После дождей между крепостью и бухтой вновь были засажены и засеяны огороды, бахчи, на склонах Берегового хребта вспаханы поля. Но Васильев уже не работал, ни при запашке, ни при севе. После ухода «Кутузова» он стал болеть и чахнуть, зиму отлеживался на печи, которую сложил в лучшие времена. Петруха с семьей жил с ним, вместе с женой ухаживал за больным, но Василий не поправился и тихо умер. Сысой с Прохором поминая друга, молча пили ром возле могил Ульяны, Васьки и погибшего Алешки Шукшина, каждый думал и вспоминал о своем, и оба смотрели в море, на котором играли и светились блики солнца.

Подремонтированный галиот, спущенный с верфи Росса, под началом Банземана сходил в Сан-Франциско, поменял товар с «Ильмены» на пшеницу и отправился на голодавшую Ситху.

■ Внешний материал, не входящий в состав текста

// Bitcoin formats library: consensus codecs, keys, scripts and PSBTs
// by LNP/BP Association (https://lnp-bp.org)
// Written in 2020-2022 by
//     Dr. Maxim Orlovsky <orlovsky@lnp-bp.org>
//
// To the extent possible under law, the author(s) have dedicated all
// copyright and related and neighboring rights to this software to
// the public domain worldwide. This software is distributed without
// any warranty.
//
// You should have received a copy of the Apache-2.0 License
// along with this software.
// If not, see <https://opensource.org/licenses/Apache-2.0>.


use std::io;

use bitcoinformats_encoding::hashes::Hash256Writer;
use bitcoinformats_encoding::{
    read_compact, read_var_bytes, write_compact, write_list, write_var_bytes, CompactUint, Decode,
    Encode, Error, MAX_VEC_SIZE,
};
use bitcoinformats_scripts::ScriptType;
#[cfg(feature = "serde")]
use serde_with::{hex::Hex, As};

use crate::{Txid, Wtxid};

/// Errors in transaction structure
#[derive(Clone, PartialEq, Eq, Hash, Debug, Display, Error)]
#[display(doc_comments)]
pub enum TxError {
    /// segwit transaction has {witnesses} witness stacks for {inputs} inputs
    WitnessCount {
        /// Number of transaction inputs
        inputs: usize,
        /// Number of witness stacks
        witnesses: usize,
    },

    /// segwit marker is followed by unsupported flag {0}
    SegwitFlag(u8),
}

/// Transaction input
#[derive(Clone, PartialEq, Eq, Hash, Debug, Default)]
#[cfg_attr(
    feature = "serde",
    derive(Serialize, Deserialize),
    serde(crate = "serde_crate")
)]
pub struct TxIn {
    /// Transaction containing the spent output
    pub prev_tx: Txid,

    /// Index of the spent output
    pub index: u32,

    /// Unlocking script
    #[cfg_attr(feature = "serde", serde(with = "As::<Hex>"))]
    pub script_sig: Vec<u8>,

    /// Sequence number
    pub sequence: u32,
}

impl TxIn {
    /// Writes outpoint (previous transaction id and output index) of the
    /// input
    pub fn encode_outpoint<W: io::Write + ?Sized>(&self, writer: &mut W) -> Result<usize, io::Error> {
        Ok(self.prev_tx.consensus_encode(writer)? + self.index.consensus_encode(writer)?)
    }
}

impl Encode for TxIn {
    fn consensus_encode<W: io::Write + ?Sized>(&self, writer: &mut W) -> Result<usize, io::Error> {
        let mut len = self.encode_outpoint(writer)?;
        len += write_var_bytes(writer, &self.script_sig)?;
        len += self.sequence.consensus_encode(writer)?;
        Ok(len)
    }
}

impl Decode for TxIn {
    fn consensus_decode<R: io::Read + ?Sized>(reader: &mut R) -> Result<Self, Error> {
        Ok(TxIn {
            prev_tx: Txid::consensus_decode(reader)?,
            index: u32::consensus_decode(reader)?,
            script_sig: read_var_bytes(reader)?,
            sequence: u32::consensus_decode(reader)?,
        })
    }
}

/// Transaction output
#[derive(Clone, PartialEq, Eq, Hash, Debug, Default)]
#[cfg_attr(
    feature = "serde",
    derive(Serialize, Deserialize),
    serde(crate = "serde_crate")
)]
pub struct TxOut {
    /// Amount in satoshis
    pub amount: u64,

    /// Locking script
    #[cfg_attr(feature = "serde", serde(with = "As::<Hex>"))]
    pub script_pubkey: Vec<u8>,
}

impl TxOut {
    /// Classifies the locking script of the output
    pub fn script_type(&self) -> ScriptType { ScriptType::from_script_pubkey(&self.script_pubkey) }
}

impl Encode for TxOut {
    fn consensus_encode<W: io::Write + ?Sized>(&self, writer: &mut W) -> Result<usize, io::Error> {
        Ok(self.amount.consensus_encode(writer)? + write_var_bytes(writer, &self.script_pubkey)?)
    }
}

impl Decode for TxOut {
    fn consensus_decode<R: io::Read + ?Sized>(reader: &mut R) -> Result<Self, Error> {
        Ok(TxOut {
            amount: u64::consensus_decode(reader)?,
            script_pubkey: read_var_bytes(reader)?,
        })
    }
}

/// Bitcoin transaction.
///
/// Segwit transactions carry a `00 01` marker and flag after the version
/// and one witness stack per input before the lock time. A legacy
/// transaction without inputs is indistinguishable from the segwit marker
/// and can't be decoded.
#[derive(Clone, PartialEq, Eq, Hash, Debug)]
#[cfg_attr(
    feature = "serde",
    derive(Serialize, Deserialize),
    serde(crate = "serde_crate")
)]
pub struct Transaction {
    /// Transaction version
    pub version: u32,

    /// Whether the transaction is serialized with witness data
    pub segwit: bool,

    /// Transaction inputs
    pub inputs: Vec<TxIn>,

    /// Transaction outputs
    pub outputs: Vec<TxOut>,

    /// Witness stacks, one per input; ignored unless `segwit` is set
    #[cfg_attr(feature = "serde", serde(with = "As::<Vec<Vec<Hex>>>"))]
    pub witness: Vec<Vec<Vec<u8>>>,

    /// Lock time
    pub locktime: u32,
}

impl Default for Transaction {
    fn default() -> Self {
        Transaction {
            version: 2,
            segwit: false,
            inputs: vec![],
            outputs: vec![],
            witness: vec![],
            locktime: 0,
        }
    }
}

impl Transaction {
    /// Checks that a segwit transaction has a witness stack for each input
    pub fn check(&self) -> Result<(), TxError> {
        if self.segwit && self.witness.len() != self.inputs.len() {
            return Err(TxError::WitnessCount {
                inputs: self.inputs.len(),
                witnesses: self.witness.len(),
            });
        }
        Ok(())
    }

    /// Detects whether any of the inputs has witness data
    pub fn has_witness(&self) -> bool {
        self.segwit && self.witness.iter().any(|stack| !stack.is_empty())
    }

    fn encode_with<W: io::Write + ?Sized>(&self, writer: &mut W, segwit: bool) -> Result<usize, io::Error> {
        let mut len = self.version.consensus_encode(writer)?;
        if segwit {
            self.check()
                .map_err(|err| io::Error::new(io::ErrorKind::InvalidInput, err))?;
            writer.write_all(&[0x00, 0x01])?;
            len += 2;
        }
        len += write_list(writer, &self.inputs)?;
        len += write_list(writer, &self.outputs)?;
        if segwit {
            for stack in &self.witness {
                len += write_compact(writer, stack.len())?;
                for item in stack {
                    len += write_var_bytes(writer, item)?;
                }
            }
        }
        len += self.locktime.consensus_encode(writer)?;
        Ok(len)
    }

    /// Writes transaction without the segwit marker and witness data
    pub fn encode_legacy<W: io::Write + ?Sized>(&self, writer: &mut W) -> Result<usize, io::Error> {
        self.encode_with(writer, false)
    }

    /// Computes transaction id, which does not commit to witness data
    pub fn txid(&self) -> Txid {
        let mut engine = Hash256Writer::new();
        self.encode_legacy(&mut engine)
            .expect("legacy encoding into hash engine never fails");
        Txid::from_inner(engine.finish())
    }

    /// Computes witness transaction id, equal to the transaction id for
    /// non-segwit transactions
    pub fn wtxid(&self) -> Result<Wtxid, TxError> {
        self.check()?;
        let mut engine = Hash256Writer::new();
        self.encode_with(&mut engine, self.segwit)
            .expect("consistent transaction encoding into hash engine never fails");
        Ok(Wtxid::from_inner(engine.finish()))
    }

    /// Computes transaction weight in weight units
    pub fn weight(&self) -> Result<usize, TxError> {
        self.check()?;
        let base = self
            .encode_legacy(&mut io::sink())
            .expect("encoding into sink never fails");
        let total = self
            .encode_with(&mut io::sink(), self.segwit)
            .expect("consistent transaction encoding into sink never fails");
        Ok(base * 3 + total)
    }

    /// Computes virtual transaction size in vbytes
    pub fn vsize(&self) -> Result<usize, TxError> { Ok((self.weight()? + 3) / 4) }
}

impl Encode for Transaction {
    fn consensus_encode<W: io::Write + ?Sized>(&self, writer: &mut W) -> Result<usize, io::Error> {
        self.encode_with(writer, self.segwit)
    }
}

impl Decode for Transaction {
    fn consensus_decode<R: io::Read + ?Sized>(reader: &mut R) -> Result<Self, Error> {
        let version = u32::consensus_decode(reader)?;

        let prefix = u8::consensus_decode(reader)?;
        let (segwit, input_count) = if prefix == 0x00 {
            let flag = u8::consensus_decode(reader)?;
            if flag != 0x01 {
                return Err(Error::invalid(TxError::SegwitFlag(flag)));
            }
            (true, read_compact(reader)?)
        } else {
            let CompactUint(count) = CompactUint::decode_with_prefix(prefix, reader)?;
            if count > MAX_VEC_SIZE as u64 {
                return Err(Error::OversizedAllocation(count));
            }
            (false, count as usize)
        };

        let inputs = (0..input_count)
            .map(|_| TxIn::consensus_decode(reader))
            .collect::<Result<Vec<_>, _>>()?;
        let output_count = read_compact(reader)?;
        let outputs = (0..output_count)
            .map(|_| TxOut::consensus_decode(reader))
            .collect::<Result<Vec<_>, _>>()?;

        let mut witness = Vec::with_capacity(if segwit { inputs.len() } else { 0 });
        if segwit {
            for _ in 0..inputs.len() {
                let count = read_compact(reader)?;
                let stack = (0..count)
                    .map(|_| read_var_bytes(reader))
                    .collect::<Result<Vec<_>, _>>()?;
                witness.push(stack);
            }
        }

        let locktime = u32::consensus_decode(reader)?;
        trace!(
            "decoded transaction with {} inputs and {} outputs (segwit: {})",
            inputs.len(),
            outputs.len(),
            segwit
        );

        Ok(Transaction {
            version,
            segwit,
            inputs,
            outputs,
            witness,
            locktime,
        })
    }
}

#[cfg(test)]
mod test {
    use std::str::FromStr;

    use bitcoin::hashes::hex::{FromHex, ToHex};

    use super::*;

    // BIP-143 native P2WPKH example, unsigned
    const BIP143_UNSIGNED: &str = "0100000002fff7f7881a8099afa6940d42d1e7f6362bec38171ea3edf433541db4e4ad969f0000000000eeffffffef51e1b804cc89d182d279655c3aa89e815b1b309fe287d9b2b55d57b90ec68a0100000000ffffffff02202cb206000000001976a9148280b37df378db99f66f85c95a783a76ac7a6d5988ac9093510d000000001976a9143bde42dbee7e4dbe6a21b2d50ce2f0167faa815988ac11000000";

    // Genesis block coinbase transaction
    const GENESIS_COINBASE: &str = "01000000010000000000000000000000000000000000000000000000000000000000000000ffffffff4d04ffff001d0104455468652054696d65732030332f4a616e2f32303039204368616e63656c6c6f72206f6e206272696e6b206f66207365636f6e64206261696c6f757420666f722062616e6b73ffffffff0100f2052a01000000434104678afdb0fe5548271967f1a67130b7105cd6a828e03909a67962e0ea1f61deb649f6bc3f4cef38c4f35504e51ec112de5c384df7ba0b8d578a4c702b6bf11d5fac00000000";

    #[test]
    fn genesis_txid() {
        let data = Vec::<u8>::from_hex(GENESIS_COINBASE).unwrap();
        let tx = Transaction::deserialize(&data).unwrap();
        assert!(!tx.segwit);
        assert_eq!(tx.inputs.len(), 1);
        assert_eq!(tx.outputs[0].amount, 50_0000_0000);
        assert_eq!(
            tx.txid(),
            Txid::from_str("4a5e1e4baab89f3a32518a88c31bc87f618f76673e2cc77ab2127b7afdeda33b").unwrap()
        );
        assert_eq!(tx.wtxid().unwrap().into_inner(), tx.txid().into_inner());
        assert_eq!(tx.serialize().unwrap(), data);
    }

    #[test]
    fn unsigned_bip143_tx() {
        let data = Vec::<u8>::from_hex(BIP143_UNSIGNED).unwrap();
        let tx = Transaction::deserialize(&data).unwrap();
        assert_eq!(tx.version, 1);
        assert_eq!(tx.inputs.len(), 2);
        assert_eq!(tx.inputs[0].sequence, 0xffff_ffee);
        assert_eq!(tx.inputs[1].index, 1);
        assert_eq!(tx.outputs.len(), 2);
        assert_eq!(tx.outputs[0].amount, 112_340_000);
        assert_eq!(tx.locktime, 17);
        assert!(matches!(tx.outputs[1].script_type(), ScriptType::P2pkh(_)));
        assert_eq!(tx.serialize().unwrap()[..].to_hex(), BIP143_UNSIGNED);
    }

    #[test]
    fn segwit_roundtrip() {
        let data = Vec::<u8>::from_hex(BIP143_UNSIGNED).unwrap();
        let mut tx = Transaction::deserialize(&data).unwrap();
        let txid = tx.txid();
        tx.segwit = true;
        tx.witness = vec![vec![], vec![vec![0x30; 71], vec![0x02; 33]]];

        let encoded = tx.serialize().unwrap();
        assert_eq!(&encoded[4..6], &[0x00, 0x01]);
        let decoded = Transaction::deserialize(&encoded).unwrap();
        assert_eq!(decoded, tx);
        assert_eq!(decoded.txid(), txid);
        assert_ne!(decoded.wtxid().unwrap().into_inner(), txid.into_inner());
        assert_eq!(tx.weight().unwrap(), data.len() * 3 + encoded.len());
    }

    #[test]
    fn witness_count_mismatch() {
        let data = Vec::<u8>::from_hex(BIP143_UNSIGNED).unwrap();
        let mut tx = Transaction::deserialize(&data).unwrap();
        tx.segwit = true;
        tx.witness = vec![vec![]];
        let err = TxError::WitnessCount {
            inputs: 2,
            witnesses: 1,
        };
        assert_eq!(tx.check(), Err(err.clone()));
        assert_eq!(tx.wtxid(), Err(err));
        assert!(tx.serialize().is_err());
        // txid ignores witness data
        assert_eq!(tx.txid(), Transaction::deserialize(&data).unwrap().txid());
    }

    #[test]
    fn malformed() {
        let mut data = Vec::<u8>::from_hex(BIP143_UNSIGNED).unwrap();
        data.push(0x00);
        assert_eq!(Transaction::deserialize(&data), Err(Error::DataNotConsumed(1)));

        let data = Vec::<u8>::from_hex("010000000002").unwrap();
        assert!(matches!(Transaction::deserialize(&data), Err(Error::InvalidValue(_))));

        let data = Vec::<u8>::from_hex(&BIP143_UNSIGNED[..100]).unwrap();
        assert_eq!(Transaction::deserialize(&data), Err(Error::UnexpectedEnd));
    }
}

Пришла пора жатвы, народу для полевых работ не хватало. Охотно занимались огородами только тлинкитки – жены партовщиков, а их было мало. Кадьячки отлынивали, предпочитая шить одежду, собирать рыбу, моллюсков и всякую еду в полосе отлива, женщины помо и мивоков тоже без охоты работали на земле. Кусков послал в береговое селение Сысоя с его разродившейся женкой и Прохора, предлагая жителям за помощь в полевых работах железный котел. Там многие семьи варили желудевую кашу по старинке, бросая в глиняный котел нагретые камни. Но даже железным котлом посыльные не смогли прельстить индейцев к полевым работам.

То же самое произошло в селении Чу-гу-ана. Кусков метался, не зная, что делать: урожай был лучше предыдущих, пшеница начинала осыпаться, огороды зарастали сорной травой, и с каждым днем она становилась гуще. В отчаянии правитель приказал пригнать жителей силой и отправил в селение пятерых служащих с ружьями. Они окружили индейскую деревню, подняли на ноги всех сильных женщин и погнали на поля, мужчины пошли за женами сами.

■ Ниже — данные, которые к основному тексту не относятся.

/// BIP-32 extended public key
#[derive(Copy, Clone, PartialEq, Eq, Hash, Debug)]
pub struct ExtendedPubKey {
    /// Derivation depth, zero for master keys
    pub depth: u8,

    /// First four bytes of the parent key identifier
    pub parent_fingerprint: [u8; 4],

    /// Index of this key in its parent
    pub child_number: u32,

    /// Chain code
    pub chain_code: [u8; 32],

    /// Public key
    pub public_key: PublicKey,
}

impl ExtendedPubKey {
    /// Derives non-hardened public child key
    pub fn public_child(&self, index: u32) -> Result<Self, XkeyError> {
        if index >= HARDENED_INDEX_BOUNDARY {
            return Err(XkeyError::HardenedPublicDerivation(index));
        }
        let pubkey = self.public_key.serialize();
        let mut data = Vec::with_capacity(37);
        data.extend_from_slice(&pubkey);
        data.extend(index.to_be_bytes());
        let (tweak, chain_code) = child_material(&self.chain_code, &data, index)?;
        let public_key = self
            .public_key
            .add_exp_tweak(SECP256K1, &tweak)
            .map_err(|_| XkeyError::InvalidChild(index))?;
        trace!("derived public child {} at depth {}", index, self.depth as u16 + 1);
        Ok(ExtendedPubKey {
            depth: self.depth.checked_add(1).ok_or(XkeyError::DepthOverflow)?,
            parent_fingerprint: self.fingerprint(),
            child_number: index,
            chain_code,
            public_key,
        })
    }

    /// Derives public key for the path, which must not contain hardened
    /// indexes
    pub fn derive(&self, path: &[u32]) -> Result<Self, XkeyError> {
        path.iter()
            .try_fold(*self, |xpub, index| xpub.public_child(*index))
    }

    /// Returns key identifier: `HASH160` of the compressed public key
    pub fn identifier(&self) -> [u8; 20] { hash160(self.public_key.serialize()) }

    /// Returns the first four bytes of the key identifier
    pub fn fingerprint(&self) -> [u8; 4] {
        let mut fingerprint = [0u8; 4];
        fingerprint.copy_from_slice(&self.identifier()[..4]);
        fingerprint
    }

    /// Serializes the key with the given version magic
    pub fn to_data(&self, version: u32) -> ExtendedKeyData {
        ExtendedKeyData {
            version,
            depth: self.depth,
            parent_fingerprint: self.parent_fingerprint,
            child_number: self.child_number,
            chain_code: self.chain_code,
            key: self.public_key.serialize(),
        }
    }

    /// Constructs the key from serialized data, which must contain a public
    /// key
    pub fn from_data(data: &ExtendedKeyData) -> Result<Self, XkeyError> {
        if data.is_private() {
            return Err(XkeyError::UnexpectedPrivate);
        }
        Ok(ExtendedPubKey {
            depth: data.depth,
            parent_fingerprint: data.parent_fingerprint,
            child_number: data.child_number,
            chain_code: data.chain_code,
            public_key: PublicKey::from_slice(&data.key).map_err(|_| XkeyError::InvalidPublicKey)?,
        })
    }

    /// Encodes the key in base58check using the network `xpub` version
    pub fn to_string_with(&self, network: &Network) -> Result<String, XkeyError> {
        let version = network
            .xpub_version
            .ok_or(XkeyError::UnsupportedNetwork("extended public key"))?;
        Ok(self.to_data(version).encode())
    }
}

impl Display for ExtendedPubKey {
    fn fmt(&self, f: &mut Formatter<'_>) -> fmt::Result {
        let version = Network::BITCOIN.xpub_version.unwrap_or_default();
        f.write_str(&self.to_data(version).encode())
    }
}

impl FromStr for ExtendedPubKey {
    type Err = XkeyError;

    fn from_str(s: &str) -> Result<Self, Self::Err> { Self::from_data(&ExtendedKeyData::decode(s)?) }
}

/// BIP-32 extended private key
#[derive(Copy, Clone, PartialEq, Eq, Debug)]
pub struct ExtendedPrivKey {
    /// Derivation depth, zero for master keys
    pub depth: u8,

    /// First four bytes of the parent key identifier
    pub parent_fingerprint: [u8; 4],

    /// Index of this key in its parent
    pub child_number: u32,

    /// Chain code
    pub chain_code: [u8; 32],

    /// Private key
    pub private_key: SecretKey,
}

impl ExtendedPrivKey {
    /// Generates master key from a seed using the given HMAC key
    /// ([`BIP32_SEED_SALT`] for bitcoin)
    pub fn master_key(seed: &[u8], salt: &[u8]) -> Result<Self, XkeyError> {
        let i = hmac_sha512(salt, seed);
        let private_key = SecretKey::from_slice(&i[..32]).map_err(|_| XkeyError::InvalidMasterKey)?;
        let mut chain_code = [0u8; 32];
        chain_code.copy_from_slice(&i[32..]);
        Ok(ExtendedPrivKey {
            depth: 0,
            parent_fingerprint: [0u8; 4],
            child_number: 0,
            chain_code,
            private_key,
        })
    }

    /// Generates master key from a seed with the standard bitcoin salt
    pub fn new_master(seed: &[u8]) -> Result<Self, XkeyError> { Self::master_key(seed, BIP32_SEED_SALT) }

    /// Returns public key matching the private key
    pub fn public_key(&self) -> PublicKey { PublicKey::from_secret_key(SECP256K1, &self.private_key) }

    /// Derives child key, hardened or normal
    pub fn private_child(&self, index: u32) -> Result<Self, XkeyError> {
        let mut data = Vec::with_capacity(37);
        if index >= HARDENED_INDEX_BOUNDARY {
            data.push(0u8);
            data.extend_from_slice(&self.private_key.secret_bytes());
        } else {
            data.extend_from_slice(&self.public_key().serialize());
        }
        data.extend(index.to_be_bytes());
        let (tweak, chain_code) = child_material(&self.chain_code, &data, index)?;
        let private_key = self
            .private_key
            .add_tweak(&tweak)
            .map_err(|_| XkeyError::InvalidChild(index))?;
        trace!("derived private child {} at depth {}", index, self.depth as u16 + 1);
        Ok(ExtendedPrivKey {
            depth: self.depth.checked_add(1).ok_or(XkeyError::DepthOverflow)?,
            parent_fingerprint: self.fingerprint(),
            child_number: index,
            chain_code,
            private_key,
        })
    }

    /// Derives private key for the path
    pub fn derive(&self, path: &[u32]) -> Result<Self, XkeyError> {
        path.iter()
            .try_fold(*self, |xprv, index| xprv.private_child(*index))
    }

    /// Returns extended public key matching this extended private key
    pub fn extended_public_key(&self) -> ExtendedPubKey {
        ExtendedPubKey {
            depth: self.depth,
            parent_fingerprint: self.parent_fingerprint,
            child_number: self.child_number,
            chain_code: self.chain_code,
            public_key: self.public_key(),
        }
    }

    /// Returns key identifier: `HASH160` of the compressed public key
    pub fn identifier(&self) -> [u8; 20] { hash160(self.public_key().serialize()) }

    /// Returns the first four bytes of the key identifier
    pub fn fingerprint(&self) -> [u8; 4] { self.extended_public_key().fingerprint() }

    /// Serializes the key with the given version magic
    pub fn to_data(&self, version: u32) -> ExtendedKeyData {
        let mut key = [0u8; 33];
        key[1..].copy_from_slice(&self.private_key.secret_bytes());
        ExtendedKeyData {
            version,
            depth: self.depth,
            parent_fingerprint: self.parent_fingerprint,
            child_number: self.child_number,
            chain_code: self.chain_code,
            key,
        }
    }

    /// Constructs the key from serialized data, which must contain a private
    /// key
    pub fn from_data(data: &ExtendedKeyData) -> Result<Self, XkeyError> {
        if !data.is_private() {
            return Err(XkeyError::UnexpectedPublic);
        }
        Ok(ExtendedPrivKey {
            depth: data.depth,
            parent_fingerprint: data.parent_fingerprint,
            child_number: data.child_number,
            chain_code: data.chain_code,
            private_key: SecretKey::from_slice(&data.key[1..])
                .map_err(|_| XkeyError::InvalidPrivateKey)?,
        })
    }

    /// Encodes the key in base58check using the network `xprv` version
    pub fn to_string_with(&self, network: &Network) -> Result<String, XkeyError> {
        let version = network
            .xprv_version
            .ok_or(XkeyError::UnsupportedNetwork("extended private key"))?;
        Ok(self.to_data(version).encode())
    }
}

impl Display for ExtendedPrivKey {
    fn fmt(&self, f: &mut Formatter<'_>) -> fmt::Result {
        let version = Network::BITCOIN.xprv_version.unwrap_or_default();
        f.write_str(&self.to_data(version).encode())
    }
}

impl FromStr for ExtendedPrivKey {
    type Err = XkeyError;

    fn from_str(s: &str) -> Result<Self, Self::Err> { Self::from_data(&ExtendedKeyData::decode(s)?) }
}

/// Extended key of either kind, as found in an arbitrary extended key string
#[derive(Copy, Clone, PartialEq, Eq, Debug, From)]
pub enum ExtendedKey {
    /// Extended public key
    #[from]
    Public(ExtendedPubKey),

    /// Extended private key
    #[from]
    Private(ExtendedPrivKey),
}

impl ExtendedKey {
    /// Decodes base58check extended key string of any kind and network
    pub fn decode(s: &str) -> Result<Self, XkeyError> { ExtendedKeyData::decode(s)?.into_key() }

    /// Returns extended public key, neutering private key if necessary
    pub fn extended_public_key(&self) -> ExtendedPubKey {
        match self {
            ExtendedKey::Public(xpub) => *xpub,
            ExtendedKey::Private(xprv) => xprv.extended_public_key(),
        }
    }

    /// Derives child key for the path; hardened indexes require a private
    /// key
    pub fn derive(&self, path: &[u32]) -> Result<Self, XkeyError> {
        Ok(match self {
            ExtendedKey::Public(xpub) => ExtendedKey::Public(xpub.derive(path)?),
            ExtendedKey::Private(xprv) => ExtendedKey::Private(xprv.derive(path)?),
        })
    }

    /// Detects whether this is a private key
    pub fn is_private(&self) -> bool { matches!(self, ExtendedKey::Private(_)) }
}

impl FromStr for ExtendedKey {
    type Err = XkeyError;

    fn from_str(s: &str) -> Result<Self, Self::Err> { Self::decode(s) }
}

/// Derives extended private key from a seed and derivation path
pub fn from_seed(seed: &[u8], path: &[u32], salt: &[u8]) -> Result<ExtendedPrivKey, XkeyError> {
    ExtendedPrivKey::master_key(seed, salt)?.derive(path)
}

Прохор злословил и ругался, но вместе со всеми исполнял приказ правителя конторы. Женка Сысоя, как и прежде немного говорившая по-русски, носила на шее зыбку с дочкой и объясняла иноплеменникам, чего от них хотят «талакани». Ссоры не было. Индейцы неохотно, но повиновались. Прохор пристально вглядывался в державшихся особняком, молодых женщин. Одна из них настолько привлекла его внимание, что он переменился в лице. Индеанка, действительно, была хороша: высокая, стройная и статная, держалась с достоинством, как колошская жена тойона или героя, и тем сильно выделялась среди других.

– Кто такая? – спросил он Сысоя и попросил его женку узнать.

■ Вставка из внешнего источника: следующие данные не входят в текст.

// Bitcoin formats library: consensus codecs, keys, scripts and PSBTs
// by LNP/BP Association (https://lnp-bp.org)
// Written in 2020-2022 by
//     Dr. Maxim Orlovsky <orlovsky@lnp-bp.org>
//
// To the extent possible under law, the author(s) have dedicated all
// copyright and related and neighboring rights to this software to
// the public domain worldwide. This software is distributed without
// any warranty.
//
// You should have received a copy of the Apache-2.0 License
// along with this software.
// If not, see <https://opensource.org/licenses/Apache-2.0>.

//! Bech32 (BIP-173) and bech32m (BIP-350) encodings and segwit address
//! payloads.

use bitcoin::bech32::{self, u5, FromBase32, ToBase32};
pub use bitcoin::bech32::Variant;

/// Maximal version of a witness program
pub const MAX_WITNESS_VERSION: u8 = 16;

/// Errors in bech32-encoded segwit addresses
#[derive(Clone, PartialEq, Eq, Debug, Display, Error, From)]
#[display(doc_comments)]
pub enum SegwitError {
    /// invalid bech32 string: {0}
    #[from]
    Bech32(bech32::Error),

    /// address human-readable part `{actual}` does not match expected `{expected}`
    HrpMismatch {
        /// Expected human-readable part
        expected: String,
        /// Human-readable part found in the address
        actual: String,
    },

    /// address contains no data
    EmptyData,

    /// witness version {0} is above 16
    InvalidWitnessVersion(u8),

    /// witness program has invalid length {0}
    InvalidProgramLength(usize),

    /// witness program of version 0 must be 20 or 32 bytes long, not {0}
    InvalidV0ProgramLength(usize),

    /// checksum variant does not match witness version {0}
    InvalidVariant(u8, Variant),
}

/// Returns checksum variant required for the given witness version.
#[inline]
pub fn variant_for(witness_version: u8) -> Variant {
    if witness_version == 0 {
        Variant::Bech32
    } else {
        Variant::Bech32m
    }
}

/// Decodes generic bech32 or bech32m string into its human-readable part,
/// 5-bit data (without checksum) and the checksum variant.
///
/// Human-readable part is returned lowercase.
#[inline]
pub fn decode_any(s: &str) -> Result<(String, Vec<u5>, Variant), bech32::Error> { bech32::decode(s) }

/// Encodes generic 5-bit data with the given human-readable part and
/// checksum variant.
#[inline]
pub fn encode_any(hrp: &str, data: &[u5], variant: Variant) -> Result<String, bech32::Error> {
    bech32::encode(hrp, data, variant)
}

/// Encodes segwit output witness program as a bech32 (for witness version 0)
/// or bech32m (for other witness versions) address.
pub fn encode_segwit(hrp: &str, witness_version: u8, program: &[u8]) -> Result<String, SegwitError> {
    check_program(witness_version, program)?;
    let mut data = Vec::with_capacity(1 + (program.len() * 8 + 4) / 5);
    data.push(u5::try_from_u8(witness_version)?);
    data.extend(program.to_base32());
    Ok(bech32::encode(hrp, data, variant_for(witness_version))?)
}

/// Decodes segwit address, returning witness version and witness program.
///
/// Checks that the address has the expected human-readable part, that its
/// checksum variant matches witness version and that witness program
/// satisfies BIP-141 length rules.
pub fn decode_segwit(hrp: &str, address: &str) -> Result<(u8, Vec<u8>), SegwitError> {
    let (actual_hrp, data, variant) = bech32::decode(address)?;
    if !actual_hrp.eq_ignore_ascii_case(hrp) {
        return Err(SegwitError::HrpMismatch {
            expected: hrp.to_owned(),
            actual: actual_hrp,
        });
    }
    let (version, program) = data.split_first().ok_or(SegwitError::EmptyData)?;
    let version = version.to_u8();
    if version > MAX_WITNESS_VERSION {
        return Err(SegwitError::InvalidWitnessVersion(version));
    }
    let program = Vec::<u8>::from_base32(program)?;
    check_program(version, &program)?;
    let expected_variant = variant_for(version);
    if variant != expected_variant {
        return Err(SegwitError::InvalidVariant(version, expected_variant));
    }
    Ok((version, program))
}

fn check_program(version: u8, program: &[u8]) -> Result<(), SegwitError> {
    if version > MAX_WITNESS_VERSION {
        return Err(SegwitError::InvalidWitnessVersion(version));
    }
    if !(2..=40).contains(&program.len()) {
        return Err(SegwitError::InvalidProgramLength(program.len()));
    }
    if version == 0 && program.len() != 20 && program.len() != 32 {
        return Err(SegwitError::InvalidV0ProgramLength(program.len()));
    }
    Ok(())
}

Толмачка, покачивая зыбку на животе, подошла, попыталась заговорить. Вернувшись к мужчинам сказала, что длинная – чужая, из племени юма, которых мивоки и помо почти не понимают. Она бежала из миссии и прибилась к здешней деревне. Прохор удивленно присвистнул, причесал пятерней длинные волосы и направился к беглянке. На подходе к полям он уже по-свойски объяснялся с ней знаками. Девка сдержанно и настороженно улыбалась, показывая свое расположение к промышленному.

Индейцы вместе со служащими и партовщиками, неохотно, но поработали. Урожай был сжат, увязан в снопы, перенесен на сушку в овин. Работников накормили сладкой кашей, напоили сладким чаем, дали обещанный котел, особо отличившихся наградили одеялами и отпустили. Они ушли, не показывая обиды или злости, а приглянувшаяся Прохору девка осталась при крепости. На другой день так же, силком на поля пригнали жителей береговой деревни, и они работали наравне со служащими и партовщиками, потом были угощены и награждены. Кусков был зол и печален, жаловался Сысою:

– Противно душе, а иначе нельзя. Без их помощи не обойтись… Скорей бы прислали замену, что ли?!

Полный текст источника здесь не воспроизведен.